─── Input records ───
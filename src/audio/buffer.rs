//! # Frame Buffer Pool
//!
//! Every 20ms each active call decodes one wire chunk and each subscribed room
//! track delivers one or two PCM frames. Allocating a fresh `Vec<i16>` for each
//! of those adds up quickly at a few hundred concurrent calls, so sample
//! buffers are borrowed from a shared pool and handed back when dropped.
//!
//! ## Key Features:
//! - **Fixed-size buffers**: every pooled buffer has room for `frame_samples`
//! - **RAII return**: [`FrameBuffer`] goes back to the pool on `Drop`
//! - **Bounded**: at most `capacity` idle buffers are kept, extras are freed
//! - **Thread safety**: the free list sits behind `Arc<Mutex<..>>`, so relay
//!   tasks on different worker threads can share one pool

use std::ops::{Deref, DerefMut};
use std::sync::atomic::{AtomicU64, Ordering};
use std::sync::{Arc, Mutex, Weak};

/// Configuration for the frame buffer pool.
#[derive(Debug, Clone)]
pub struct FramePoolConfig {
    /// Samples each pooled buffer can hold without reallocating
    pub frame_samples: usize,

    /// Maximum number of idle buffers kept for reuse
    pub capacity: usize,
}

impl Default for FramePoolConfig {
    fn default() -> Self {
        Self {
            frame_samples: 1920,   // 20ms of 48kHz stereo
            capacity: 64,
        }
    }
}

/// Shared pool of reusable sample buffers.
///
/// Cloning is cheap; all clones hand out buffers from the same free list.
#[derive(Debug, Clone)]
pub struct FramePool {
    inner: Arc<PoolInner>,
}

#[derive(Debug)]
struct PoolInner {
    free: Mutex<Vec<Vec<i16>>>,
    config: FramePoolConfig,
    reused: AtomicU64,
    allocated: AtomicU64,
}

/// Point-in-time pool counters.
#[derive(Debug, Clone, Copy, PartialEq, Eq)]
pub struct FramePoolStats {
    pub idle: usize,
    pub reused: u64,
    pub allocated: u64,
}

impl FramePool {
    /// Create a new, empty pool. Buffers are allocated lazily on first use.
    pub fn new(config: FramePoolConfig) -> Self {
        Self {
            inner: Arc::new(PoolInner {
                free: Mutex::new(Vec::with_capacity(config.capacity)),
                config,
                reused: AtomicU64::new(0),
                allocated: AtomicU64::new(0),
            }),
        }
    }

    /// Borrow an empty buffer with at least `frame_samples` capacity.
    pub fn acquire(&self) -> FrameBuffer {
        let recycled = self.inner.free.lock().unwrap().pop();

        let samples = match recycled {
            Some(buffer) => {
                self.inner.reused.fetch_add(1, Ordering::Relaxed);
                buffer
            }
            None => {
                self.inner.allocated.fetch_add(1, Ordering::Relaxed);
                Vec::with_capacity(self.inner.config.frame_samples)
            }
        };

        FrameBuffer {
            samples,
            home: Some(Arc::downgrade(&self.inner)),
        }
    }

    /// Number of idle buffers waiting in the pool.
    pub fn idle(&self) -> usize {
        self.inner.free.lock().unwrap().len()
    }

    pub fn stats(&self) -> FramePoolStats {
        FramePoolStats {
            idle: self.idle(),
            reused: self.inner.reused.load(Ordering::Relaxed),
            allocated: self.inner.allocated.load(Ordering::Relaxed),
        }
    }
}

impl PoolInner {
    fn release(&self, mut buffer: Vec<i16>) {
        // Buffers that lost their capacity are not reusable
        if buffer.capacity() < self.config.frame_samples {
            return;
        }

        let mut free = self.free.lock().unwrap();
        if free.len() < self.config.capacity {
            buffer.clear();
            free.push(buffer);
        }
    }
}

/// A sample buffer that returns itself to its pool when dropped.
///
/// Buffers created with [`FrameBuffer::detached`] have no pool and are simply
/// freed; this is how frames produced outside the bridge (e.g. by the room
/// transport) are represented.
#[derive(Debug)]
pub struct FrameBuffer {
    samples: Vec<i16>,
    home: Option<Weak<PoolInner>>,
}

impl FrameBuffer {
    /// Wrap an existing vector that does not belong to any pool.
    pub fn detached(samples: Vec<i16>) -> Self {
        Self { samples, home: None }
    }

    /// Mutable access to the underlying vector, for `extend`/`push`.
    pub fn as_mut_vec(&mut self) -> &mut Vec<i16> {
        &mut self.samples
    }

    /// Whether this buffer will go back to a pool on drop.
    #[cfg(test)]
    pub fn is_pooled(&self) -> bool {
        self.home.is_some()
    }
}

impl Clone for FrameBuffer {
    fn clone(&self) -> Self {
        Self::detached(self.samples.clone())
    }
}

impl Deref for FrameBuffer {
    type Target = [i16];

    fn deref(&self) -> &[i16] {
        &self.samples
    }
}

impl DerefMut for FrameBuffer {
    fn deref_mut(&mut self) -> &mut [i16] {
        &mut self.samples
    }
}

impl Drop for FrameBuffer {
    fn drop(&mut self) {
        if let Some(pool) = self.home.take().and_then(|home| home.upgrade()) {
            pool.release(std::mem::take(&mut self.samples));
        }
    }
}

#[cfg(test)]
mod tests {
    use super::*;

    fn small_pool(capacity: usize) -> FramePool {
        FramePool::new(FramePoolConfig { frame_samples: 160, capacity })
    }

    #[test]
    fn test_buffers_are_reused_after_drop() {
        let pool = small_pool(4);

        let mut buffer = pool.acquire();
        buffer.as_mut_vec().extend_from_slice(&[1, 2, 3]);
        drop(buffer);

        assert_eq!(pool.idle(), 1);
        let again = pool.acquire();
        assert!(again.is_empty(), "recycled buffers must come back cleared");
        assert!(again.is_pooled());

        let stats = pool.stats();
        assert_eq!(stats.allocated, 1);
        assert_eq!(stats.reused, 1);
    }

    #[test]
    fn test_idle_buffers_are_bounded() {
        let pool = small_pool(2);
        let buffers: Vec<_> = (0..5).map(|_| pool.acquire()).collect();
        drop(buffers);
        assert_eq!(pool.idle(), 2);
    }

    #[test]
    fn test_detached_and_shrunk_buffers_do_not_return() {
        let pool = small_pool(4);

        let mut shrunk = pool.acquire();
        *shrunk.as_mut_vec() = Vec::new();
        drop(shrunk);
        assert_eq!(pool.idle(), 0);

        let detached = FrameBuffer::detached(vec![0; 10]);
        assert!(!detached.is_pooled());
        drop(detached);
        assert_eq!(pool.idle(), 0);
    }

    #[test]
    fn test_buffers_outliving_pool_are_freed() {
        let pool = small_pool(4);
        let buffer = pool.acquire();
        drop(pool);
        // Must not panic: the weak handle no longer upgrades
        drop(buffer);
    }
}
//! # Call Media Bridge - Main Application Entry Point
//!
//! Accepts telephony media streams over WebSocket and bridges each call into
//! a media room: caller audio is published as a synthetic room track, and
//! every remote audio track in the room is relayed back to the caller.
//!
//! ## Application Architecture:
//! - **config**: Application configuration (TOML file + environment variables)
//! - **state**: Shared state: registry, live sessions, room services, metrics
//! - **health**: Health check and metrics endpoints
//! - **middleware**: Request logging and per-endpoint HTTP counters
//! - **websocket**: One actor per telephony media stream
//! - **bridge**: Per-call session, ingress, egress and registry
//! - **audio**: μ-law codec, resampling and pooled sample buffers
//! - **room**: Room service traits, credentials, LiveKit and in-process rooms
//! - **error**: Bridge error taxonomy and HTTP error responses

mod audio;
mod bridge;
mod config;
mod error;
mod health;
mod middleware;
mod room;
mod state;
mod websocket;

use actix_web::{web, App, HttpServer};
use anyhow::Result;
use config::{AppConfig, RoomBackend};
use state::AppState;
use tracing::{error, info, warn};
use tracing_subscriber::{layer::SubscriberExt, util::SubscriberInitExt};

/// The main application entry point.
///
/// ## What this function does:
/// 1. **Loads configuration** from files and environment variables
/// 2. **Sets up logging**
/// 3. **Creates shared application state** (registry, room services)
/// 4. **Configures the HTTP server** with middleware and routes
/// 5. **Handles graceful shutdown**: on SIGINT/SIGTERM every live call is
///    torn down before the server stops
#[actix_web::main]
async fn main() -> Result<()> {
    // It's fine if there's no .env file
    dotenv::dotenv().ok();

    init_tracing()?;

    let config = AppConfig::load()?;
    config.validate()?;

    info!("Starting {} v{}", env!("CARGO_PKG_NAME"), env!("CARGO_PKG_VERSION"));
    info!(
        wire_sample_rate = config.bridge.wire_sample_rate,
        room_sample_rate = config.bridge.room_sample_rate,
        publish_sample_rate = config.bridge.publish_sample_rate,
        max_concurrent_calls = config.performance.max_concurrent_calls,
        "Configuration loaded"
    );
    match config.room.backend {
        RoomBackend::LiveKit => info!(room_url = %config.room.url, "Bridging calls into LiveKit rooms"),
        RoomBackend::Memory => warn!(
            loopback = config.room.loopback,
            "Bridging calls into in-process rooms, no room server is used"
        ),
    }

    let app_state = AppState::new(config.clone());
    let sessions = app_state.sessions.clone();
    let bind_addr = format!("{}:{}", config.server.host, config.server.port);

    info!("Starting HTTP server on {}", bind_addr);

    let server = HttpServer::new(move || {
        App::new()
            .app_data(web::Data::new(app_state.clone()))
            // Middleware executes in reverse order for responses
            .wrap(middleware::MetricsMiddleware)
            .wrap(middleware::RequestLogging)
            .service(
                web::scope("/api/v1")
                    .route("/health", web::get().to(health::health_check))
                    .route("/metrics", web::get().to(health::detailed_metrics))
                    .route("/media-stream", web::get().to(websocket::media_stream)),
            )
            .route("/health", web::get().to(health::health_check))
            .route("/metrics", web::get().to(health::detailed_metrics))
            .route("/media-stream", web::get().to(websocket::media_stream))
    })
    .bind(&bind_addr)?
    .run();

    let server_handle = server.handle();
    let server_task = tokio::spawn(server);

    tokio::select! {
        result = server_task => {
            match result {
                Ok(Ok(())) => {}
                Ok(Err(e)) => error!("Server error: {}", e),
                Err(e) => error!("Server task error: {}", e),
            }
        }
        signal = shutdown_signal() => {
            match signal {
                Ok(name) => info!(signal = name, "Shutdown signal received, closing calls"),
                Err(e) => warn!(error = %e, "Could not listen for shutdown signals, stopping"),
            }
            sessions.shutdown_all("process shutdown").await;
            server_handle.stop(true).await;
        }
    }

    info!("Server stopped gracefully");
    Ok(())
}

/// Initialize tracing.
///
/// ## Environment Variables:
/// - `RUST_LOG`: e.g. "debug" or "call_media_bridge=debug"
/// - If not set, defaults to "call_media_bridge=info,actix_web=info"
fn init_tracing() -> Result<()> {
    tracing_subscriber::registry()
        .with(
            tracing_subscriber::EnvFilter::try_from_default_env()
                .unwrap_or_else(|_| "call_media_bridge=info,actix_web=info".into()),
        )
        .with(tracing_subscriber::fmt::layer())
        .init();

    Ok(())
}

/// Resolve once SIGTERM or SIGINT arrives, with the signal's name.
#[cfg(unix)]
async fn shutdown_signal() -> std::io::Result<&'static str> {
    use tokio::signal::unix::{signal, SignalKind};

    let mut sigterm = signal(SignalKind::terminate())?;
    let mut sigint = signal(SignalKind::interrupt())?;

    let name = tokio::select! {
        _ = sigterm.recv() => "SIGTERM",
        _ = sigint.recv() => "SIGINT",
    };
    Ok(name)
}

#[cfg(not(unix))]
async fn shutdown_signal() -> std::io::Result<&'static str> {
    tokio::signal::ctrl_c().await?;
    Ok("ctrl-c")
}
───
* _Assignment_: In the answer, give the lines from the first line of the data through the line with "track delivers one", exactly as they appear and with no additions.

* _Written solution_:
filename src/audio/buffer.rs
//! # Frame Buffer Pool
//!
//! Every 20ms each active call decodes one wire chunk and each subscribed room
//! track delivers one or two PCM frames. Allocating a fresh `Vec<i16>` for each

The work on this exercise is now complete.